(Stored data)
>>>

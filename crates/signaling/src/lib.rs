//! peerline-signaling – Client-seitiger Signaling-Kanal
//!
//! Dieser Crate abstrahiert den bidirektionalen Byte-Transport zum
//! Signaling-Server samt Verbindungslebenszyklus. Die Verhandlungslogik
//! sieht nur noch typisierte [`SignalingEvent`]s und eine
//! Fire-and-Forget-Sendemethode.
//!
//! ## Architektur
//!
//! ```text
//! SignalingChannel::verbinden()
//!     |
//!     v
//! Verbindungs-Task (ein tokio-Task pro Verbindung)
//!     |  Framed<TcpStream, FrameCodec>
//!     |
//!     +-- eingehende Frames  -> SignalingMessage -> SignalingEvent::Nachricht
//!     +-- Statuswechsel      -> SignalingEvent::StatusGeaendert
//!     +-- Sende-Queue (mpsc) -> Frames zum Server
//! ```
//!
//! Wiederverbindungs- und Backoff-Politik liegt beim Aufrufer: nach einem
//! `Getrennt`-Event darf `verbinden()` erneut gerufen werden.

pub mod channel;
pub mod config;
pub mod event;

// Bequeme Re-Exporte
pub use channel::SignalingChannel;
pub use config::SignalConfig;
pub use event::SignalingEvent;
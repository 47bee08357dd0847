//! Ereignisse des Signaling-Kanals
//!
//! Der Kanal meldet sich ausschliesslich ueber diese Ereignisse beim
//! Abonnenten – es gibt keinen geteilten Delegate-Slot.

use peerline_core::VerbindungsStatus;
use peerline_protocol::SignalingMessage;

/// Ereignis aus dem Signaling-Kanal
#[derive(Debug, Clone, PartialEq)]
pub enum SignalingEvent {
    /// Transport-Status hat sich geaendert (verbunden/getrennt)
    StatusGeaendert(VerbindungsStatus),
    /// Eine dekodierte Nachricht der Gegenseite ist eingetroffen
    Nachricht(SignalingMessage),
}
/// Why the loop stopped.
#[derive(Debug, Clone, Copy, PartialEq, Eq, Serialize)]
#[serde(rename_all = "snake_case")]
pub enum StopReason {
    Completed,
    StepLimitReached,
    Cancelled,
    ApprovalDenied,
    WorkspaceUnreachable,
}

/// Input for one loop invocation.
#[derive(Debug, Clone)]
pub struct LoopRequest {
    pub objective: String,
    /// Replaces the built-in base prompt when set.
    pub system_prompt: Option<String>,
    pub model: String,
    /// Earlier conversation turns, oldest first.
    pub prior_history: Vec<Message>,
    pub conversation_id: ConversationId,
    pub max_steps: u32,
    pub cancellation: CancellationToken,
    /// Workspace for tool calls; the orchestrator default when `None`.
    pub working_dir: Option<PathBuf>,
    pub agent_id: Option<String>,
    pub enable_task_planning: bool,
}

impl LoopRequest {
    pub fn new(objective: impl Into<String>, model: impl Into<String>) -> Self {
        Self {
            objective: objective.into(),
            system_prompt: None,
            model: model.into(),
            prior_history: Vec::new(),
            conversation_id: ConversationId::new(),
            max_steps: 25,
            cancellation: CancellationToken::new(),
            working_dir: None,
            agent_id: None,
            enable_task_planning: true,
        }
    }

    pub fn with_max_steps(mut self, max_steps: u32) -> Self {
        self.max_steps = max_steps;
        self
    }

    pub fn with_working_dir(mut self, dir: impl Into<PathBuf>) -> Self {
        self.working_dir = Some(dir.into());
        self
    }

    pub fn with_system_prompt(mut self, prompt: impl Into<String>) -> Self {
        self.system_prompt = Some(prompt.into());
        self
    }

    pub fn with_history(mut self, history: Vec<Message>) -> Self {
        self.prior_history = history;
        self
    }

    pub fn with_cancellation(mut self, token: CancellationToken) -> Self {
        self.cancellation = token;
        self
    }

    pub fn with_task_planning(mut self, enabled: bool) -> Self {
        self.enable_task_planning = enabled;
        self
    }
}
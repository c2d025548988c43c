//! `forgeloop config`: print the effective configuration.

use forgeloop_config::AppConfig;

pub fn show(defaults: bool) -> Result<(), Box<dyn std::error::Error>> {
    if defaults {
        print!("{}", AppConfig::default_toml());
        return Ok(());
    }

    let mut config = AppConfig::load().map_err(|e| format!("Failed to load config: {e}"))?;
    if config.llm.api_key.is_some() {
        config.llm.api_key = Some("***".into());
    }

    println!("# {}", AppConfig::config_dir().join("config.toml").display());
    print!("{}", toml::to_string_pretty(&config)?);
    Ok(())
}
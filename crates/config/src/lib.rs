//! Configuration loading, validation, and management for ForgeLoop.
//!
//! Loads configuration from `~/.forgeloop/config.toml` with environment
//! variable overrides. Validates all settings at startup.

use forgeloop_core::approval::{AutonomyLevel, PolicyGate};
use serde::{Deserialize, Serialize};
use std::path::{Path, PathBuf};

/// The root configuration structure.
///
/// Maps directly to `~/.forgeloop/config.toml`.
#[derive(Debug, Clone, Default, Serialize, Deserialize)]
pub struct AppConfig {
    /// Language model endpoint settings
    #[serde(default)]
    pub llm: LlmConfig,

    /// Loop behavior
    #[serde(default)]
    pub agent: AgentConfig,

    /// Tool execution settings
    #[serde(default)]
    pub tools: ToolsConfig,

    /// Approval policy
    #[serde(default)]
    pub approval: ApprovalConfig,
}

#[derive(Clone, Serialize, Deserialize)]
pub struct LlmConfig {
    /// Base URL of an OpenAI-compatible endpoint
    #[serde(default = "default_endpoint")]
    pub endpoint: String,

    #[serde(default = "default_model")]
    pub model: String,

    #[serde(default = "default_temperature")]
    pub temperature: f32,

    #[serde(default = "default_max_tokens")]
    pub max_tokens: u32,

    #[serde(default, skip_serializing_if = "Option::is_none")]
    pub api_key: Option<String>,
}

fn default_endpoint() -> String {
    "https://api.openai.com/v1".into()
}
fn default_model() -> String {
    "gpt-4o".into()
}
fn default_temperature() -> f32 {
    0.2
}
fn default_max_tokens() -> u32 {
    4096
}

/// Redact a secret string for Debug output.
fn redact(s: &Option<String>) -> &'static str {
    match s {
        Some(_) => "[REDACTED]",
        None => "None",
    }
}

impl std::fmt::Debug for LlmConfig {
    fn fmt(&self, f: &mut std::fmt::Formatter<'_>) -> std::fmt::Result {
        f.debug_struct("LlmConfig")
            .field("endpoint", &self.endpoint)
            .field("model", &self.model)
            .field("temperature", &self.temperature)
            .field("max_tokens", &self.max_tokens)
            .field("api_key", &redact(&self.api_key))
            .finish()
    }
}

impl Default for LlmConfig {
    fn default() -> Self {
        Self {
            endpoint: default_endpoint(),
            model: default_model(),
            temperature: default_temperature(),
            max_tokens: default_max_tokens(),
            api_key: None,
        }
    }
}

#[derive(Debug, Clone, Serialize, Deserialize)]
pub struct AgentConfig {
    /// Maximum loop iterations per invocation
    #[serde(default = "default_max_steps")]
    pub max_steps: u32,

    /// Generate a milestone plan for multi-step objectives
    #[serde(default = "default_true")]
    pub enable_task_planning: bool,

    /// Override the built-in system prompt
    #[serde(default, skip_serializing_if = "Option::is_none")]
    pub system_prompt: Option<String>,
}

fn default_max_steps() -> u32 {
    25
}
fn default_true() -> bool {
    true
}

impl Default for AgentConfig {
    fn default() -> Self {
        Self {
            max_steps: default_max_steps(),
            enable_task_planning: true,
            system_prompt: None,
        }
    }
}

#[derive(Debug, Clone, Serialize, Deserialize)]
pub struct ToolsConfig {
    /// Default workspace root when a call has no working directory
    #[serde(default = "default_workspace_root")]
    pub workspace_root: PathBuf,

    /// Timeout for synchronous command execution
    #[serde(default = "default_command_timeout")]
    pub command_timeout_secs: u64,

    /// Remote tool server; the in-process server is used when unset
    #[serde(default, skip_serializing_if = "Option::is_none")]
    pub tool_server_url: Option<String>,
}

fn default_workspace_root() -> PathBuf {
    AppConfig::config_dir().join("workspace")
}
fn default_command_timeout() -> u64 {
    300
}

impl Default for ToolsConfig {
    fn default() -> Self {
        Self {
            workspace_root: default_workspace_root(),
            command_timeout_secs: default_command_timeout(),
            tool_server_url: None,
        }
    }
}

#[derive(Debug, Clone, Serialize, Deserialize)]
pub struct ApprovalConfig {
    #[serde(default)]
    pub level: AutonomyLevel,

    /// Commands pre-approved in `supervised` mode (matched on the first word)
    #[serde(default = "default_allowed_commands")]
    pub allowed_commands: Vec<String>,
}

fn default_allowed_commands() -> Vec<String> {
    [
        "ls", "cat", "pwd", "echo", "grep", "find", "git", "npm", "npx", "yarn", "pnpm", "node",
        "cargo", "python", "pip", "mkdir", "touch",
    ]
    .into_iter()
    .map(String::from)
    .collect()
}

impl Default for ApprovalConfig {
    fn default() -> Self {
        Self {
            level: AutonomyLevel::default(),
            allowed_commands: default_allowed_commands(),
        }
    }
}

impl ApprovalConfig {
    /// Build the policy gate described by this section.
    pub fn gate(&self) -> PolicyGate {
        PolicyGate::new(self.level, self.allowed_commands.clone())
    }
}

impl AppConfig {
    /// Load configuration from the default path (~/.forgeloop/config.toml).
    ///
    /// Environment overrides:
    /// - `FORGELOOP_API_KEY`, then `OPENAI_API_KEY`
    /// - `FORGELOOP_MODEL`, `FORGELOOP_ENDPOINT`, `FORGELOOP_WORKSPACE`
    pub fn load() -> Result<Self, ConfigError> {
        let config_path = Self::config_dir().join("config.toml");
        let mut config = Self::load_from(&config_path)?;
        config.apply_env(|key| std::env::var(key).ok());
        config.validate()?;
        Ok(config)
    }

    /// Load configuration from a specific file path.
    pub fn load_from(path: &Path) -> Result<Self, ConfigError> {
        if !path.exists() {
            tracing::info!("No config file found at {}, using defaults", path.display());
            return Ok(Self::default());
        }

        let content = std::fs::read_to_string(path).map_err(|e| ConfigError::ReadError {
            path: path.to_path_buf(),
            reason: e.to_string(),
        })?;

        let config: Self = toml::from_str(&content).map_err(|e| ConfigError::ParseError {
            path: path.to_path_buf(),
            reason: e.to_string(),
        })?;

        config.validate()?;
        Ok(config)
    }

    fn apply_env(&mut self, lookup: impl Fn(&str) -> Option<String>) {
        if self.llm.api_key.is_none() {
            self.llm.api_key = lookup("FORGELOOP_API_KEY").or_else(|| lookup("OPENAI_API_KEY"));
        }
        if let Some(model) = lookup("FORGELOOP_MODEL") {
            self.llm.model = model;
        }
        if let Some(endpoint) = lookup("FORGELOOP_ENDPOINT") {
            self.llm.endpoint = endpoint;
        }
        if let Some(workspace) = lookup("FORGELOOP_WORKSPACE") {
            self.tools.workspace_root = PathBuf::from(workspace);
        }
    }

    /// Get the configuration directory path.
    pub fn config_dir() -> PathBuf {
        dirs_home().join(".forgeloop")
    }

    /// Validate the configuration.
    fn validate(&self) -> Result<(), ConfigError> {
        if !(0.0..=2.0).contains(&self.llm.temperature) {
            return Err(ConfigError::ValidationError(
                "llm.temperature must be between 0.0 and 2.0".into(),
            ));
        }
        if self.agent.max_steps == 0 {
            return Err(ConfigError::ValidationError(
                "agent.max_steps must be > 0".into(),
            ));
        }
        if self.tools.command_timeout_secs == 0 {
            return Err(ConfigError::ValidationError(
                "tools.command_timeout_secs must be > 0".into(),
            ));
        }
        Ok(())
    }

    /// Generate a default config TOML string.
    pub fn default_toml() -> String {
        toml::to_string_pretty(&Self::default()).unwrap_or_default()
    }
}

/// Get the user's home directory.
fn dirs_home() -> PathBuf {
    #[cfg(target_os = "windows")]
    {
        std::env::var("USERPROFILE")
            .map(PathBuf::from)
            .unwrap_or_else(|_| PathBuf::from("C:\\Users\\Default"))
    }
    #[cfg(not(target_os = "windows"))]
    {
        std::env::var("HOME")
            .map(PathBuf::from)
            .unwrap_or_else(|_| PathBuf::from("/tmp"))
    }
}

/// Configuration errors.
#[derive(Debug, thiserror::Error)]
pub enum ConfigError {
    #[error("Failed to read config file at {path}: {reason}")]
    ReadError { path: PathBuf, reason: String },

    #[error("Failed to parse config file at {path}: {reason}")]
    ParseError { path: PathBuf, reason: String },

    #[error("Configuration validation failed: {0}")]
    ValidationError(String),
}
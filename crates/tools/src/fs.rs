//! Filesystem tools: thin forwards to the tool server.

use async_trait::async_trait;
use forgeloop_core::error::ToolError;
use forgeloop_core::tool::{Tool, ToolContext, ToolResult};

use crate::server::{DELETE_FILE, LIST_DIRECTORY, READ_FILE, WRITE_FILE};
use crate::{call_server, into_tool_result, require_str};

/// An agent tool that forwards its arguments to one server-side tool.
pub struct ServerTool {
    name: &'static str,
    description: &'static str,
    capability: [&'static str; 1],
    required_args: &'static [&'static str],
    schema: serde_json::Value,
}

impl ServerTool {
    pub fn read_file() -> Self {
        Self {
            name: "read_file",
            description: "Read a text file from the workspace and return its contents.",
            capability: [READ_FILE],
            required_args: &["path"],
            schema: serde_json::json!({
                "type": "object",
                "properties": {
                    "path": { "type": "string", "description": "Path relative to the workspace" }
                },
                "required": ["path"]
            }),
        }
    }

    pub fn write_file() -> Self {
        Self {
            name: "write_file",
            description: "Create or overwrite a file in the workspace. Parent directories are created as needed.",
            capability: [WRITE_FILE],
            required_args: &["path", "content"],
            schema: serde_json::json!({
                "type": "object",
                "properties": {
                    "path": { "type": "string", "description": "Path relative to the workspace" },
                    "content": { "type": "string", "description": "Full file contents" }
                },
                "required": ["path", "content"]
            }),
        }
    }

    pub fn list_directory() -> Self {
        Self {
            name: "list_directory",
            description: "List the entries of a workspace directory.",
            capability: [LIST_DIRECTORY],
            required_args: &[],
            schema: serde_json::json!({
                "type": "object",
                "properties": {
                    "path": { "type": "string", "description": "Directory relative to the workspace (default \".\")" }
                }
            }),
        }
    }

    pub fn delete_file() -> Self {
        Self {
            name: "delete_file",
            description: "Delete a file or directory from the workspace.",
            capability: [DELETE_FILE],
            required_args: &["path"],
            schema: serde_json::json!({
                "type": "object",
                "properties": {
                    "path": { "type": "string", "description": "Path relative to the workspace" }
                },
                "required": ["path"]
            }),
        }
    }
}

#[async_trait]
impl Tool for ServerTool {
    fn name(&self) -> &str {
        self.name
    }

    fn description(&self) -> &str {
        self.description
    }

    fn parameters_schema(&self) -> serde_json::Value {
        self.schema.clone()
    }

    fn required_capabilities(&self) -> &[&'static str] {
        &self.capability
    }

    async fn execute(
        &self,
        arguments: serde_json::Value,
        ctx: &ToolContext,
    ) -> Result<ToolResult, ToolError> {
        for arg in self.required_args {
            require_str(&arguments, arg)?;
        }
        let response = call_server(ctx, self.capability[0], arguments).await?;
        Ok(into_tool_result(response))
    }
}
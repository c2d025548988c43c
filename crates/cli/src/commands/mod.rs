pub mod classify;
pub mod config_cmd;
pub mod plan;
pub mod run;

<<<

# EXERCISE AIM
Search the entries above for "PartialEq". Show every line that has it.

# WRITTEN SOLUTION
#[derive(Debug, Clone, PartialEq)]
#[derive(Debug, Clone, Copy, PartialEq, Eq, Serialize)]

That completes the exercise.